One of the hindering factors in those sectors’ recovery is real estate. 

The Real Estate Board of New York (REBNY) reported yesterday that year-to-date investment and residential sales totaled about $47 billion, which is a 46 percent drop compared to 2019. REBNY said that the real estate industry is the fundamental driver of New York City’s economy, and generated about 53 percent of the city’s total annual tax revenue in the last fiscal year.

“With this full scope of real estate activity in 2020, we can fully see the devastating economic impact the COVID pandemic has had on New York,” said REBNY President James Whelan. “Our City and State are in dire need for the new federal administration to step in with a stimulus package – including state and local aid, rent relief and unemployment benefits – that addresses our economy and helps all New Yorkers out of this crisis.”

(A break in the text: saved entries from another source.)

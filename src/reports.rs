//! Chart-ready aggregations over funding rounds.
//!
//! Each report unwinds funding rounds (one row per round, joined to its startup),
//! groups them by a key and reduces with a sum or a count. Equal values are
//! ordered by key so chart output is stable between runs.

use sea_orm::sea_query::{Expr, Func, SimpleExpr};
use sea_orm::{
    ColumnTrait, DatabaseConnection, EntityTrait, JoinType, QueryOrder, QuerySelect, RelationTrait,
};

use crate::entities::{funding_round, startup};
use crate::error::AppError;
use crate::models::{ReportRow, Summary};
use crate::store::StartupStore;

/// Bars shown on the ranked charts.
pub const TOP_N: u64 = 10;

/// Year of the round date; dates are stored as `YYYY-MM-DD`.
const ROUND_YEAR_SQL: &str = r#"SUBSTR(CAST("funding_rounds"."date" AS TEXT), 1, 4)"#;

enum Ranking {
    /// Largest totals first, truncated.
    TopByValue(u64),
    /// Ascending by key, full range.
    ByKey,
}

/// Total funding per industry, largest first, top 10.
#[tracing::instrument(skip(store))]
pub async fn funding_by_industry(store: &StartupStore) -> Result<Vec<ReportRow>, AppError> {
    let key = Expr::col((startup::Entity, startup::Column::Industry)).into();
    funding_totals(store.connection(), key, Ranking::TopByValue(TOP_N)).await
}

/// Total funding per round year, oldest first.
#[tracing::instrument(skip(store))]
pub async fn funding_by_year(store: &StartupStore) -> Result<Vec<ReportRow>, AppError> {
    funding_totals(store.connection(), Expr::cust(ROUND_YEAR_SQL), Ranking::ByKey).await
}

/// Total funding per country, largest first, top 10.
#[tracing::instrument(skip(store))]
pub async fn funding_by_country(store: &StartupStore) -> Result<Vec<ReportRow>, AppError> {
    let key = Expr::col((startup::Entity, startup::Column::Country)).into();
    funding_totals(store.connection(), key, Ranking::TopByValue(TOP_N)).await
}

/// Number of rounds per round type (case-folded), most common first.
#[tracing::instrument(skip(store))]
pub async fn rounds_by_type(store: &StartupStore) -> Result<Vec<ReportRow>, AppError> {
    let key: SimpleExpr =
        Func::lower(Expr::col((funding_round::Entity, funding_round::Column::RoundType))).into();
    let count = funding_round::Column::Id.count();

    let rows: Vec<(String, i64)> = funding_round::Entity::find()
        .select_only()
        .column_as(key.clone(), "key")
        .column_as(count.clone(), "value")
        .group_by(key.clone())
        .order_by_desc(count)
        .order_by_asc(key)
        .into_tuple()
        .all(store.connection())
        .await?;

    Ok(rows
        .into_iter()
        .map(|(key, count)| ReportRow::new(key, count as f64))
        .collect())
}

/// Dashboard headline metrics.
#[tracing::instrument(skip(store))]
pub async fn summary(store: &StartupStore) -> Result<Summary, AppError> {
    let total_funding: Option<Option<f64>> = funding_round::Entity::find()
        .select_only()
        .column_as(funding_round::Column::Amount.sum(), "total")
        .into_tuple()
        .one(store.connection())
        .await?;

    Ok(Summary {
        total_startups: store.count().await?,
        total_funding: total_funding.flatten().unwrap_or(0.0),
        industries: store.distinct_industries().await?.len(),
        countries: store.distinct_countries().await?.len(),
    })
}

async fn funding_totals(
    db: &DatabaseConnection,
    key: SimpleExpr,
    ranking: Ranking,
) -> Result<Vec<ReportRow>, AppError> {
    let total = funding_round::Column::Amount.sum();

    let select = funding_round::Entity::find()
        .select_only()
        .column_as(key.clone(), "key")
        .column_as(total.clone(), "value")
        .join(JoinType::InnerJoin, funding_round::Relation::Startup.def())
        .group_by(key.clone());

    let select = match ranking {
        Ranking::TopByValue(limit) => select.order_by_desc(total).order_by_asc(key).limit(limit),
        Ranking::ByKey => select.order_by_asc(key),
    };

    let rows: Vec<(String, f64)> = select.into_tuple().all(db).await?;
    tracing::debug!("report produced {} rows", rows.len());

    Ok(rows
        .into_iter()
        .map(|(key, total)| ReportRow::new(key, total))
        .collect())
}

Wylde said she hypothesizes that commercial rents are going to fall and we won’t need commercial spaces as much either. 

“We’ve been talking to property owners and banks about what’s going on with commercial real estate and there are problems. Basically, a lot of landlords are negotiating rents downwards because they don’t see replacement tenants. We won’t see an impact until May when the moratorium on evictions is over and people owe a year-back rent,” said Wylde.

This story first appeared on our sister publication kingscountypolitics.com.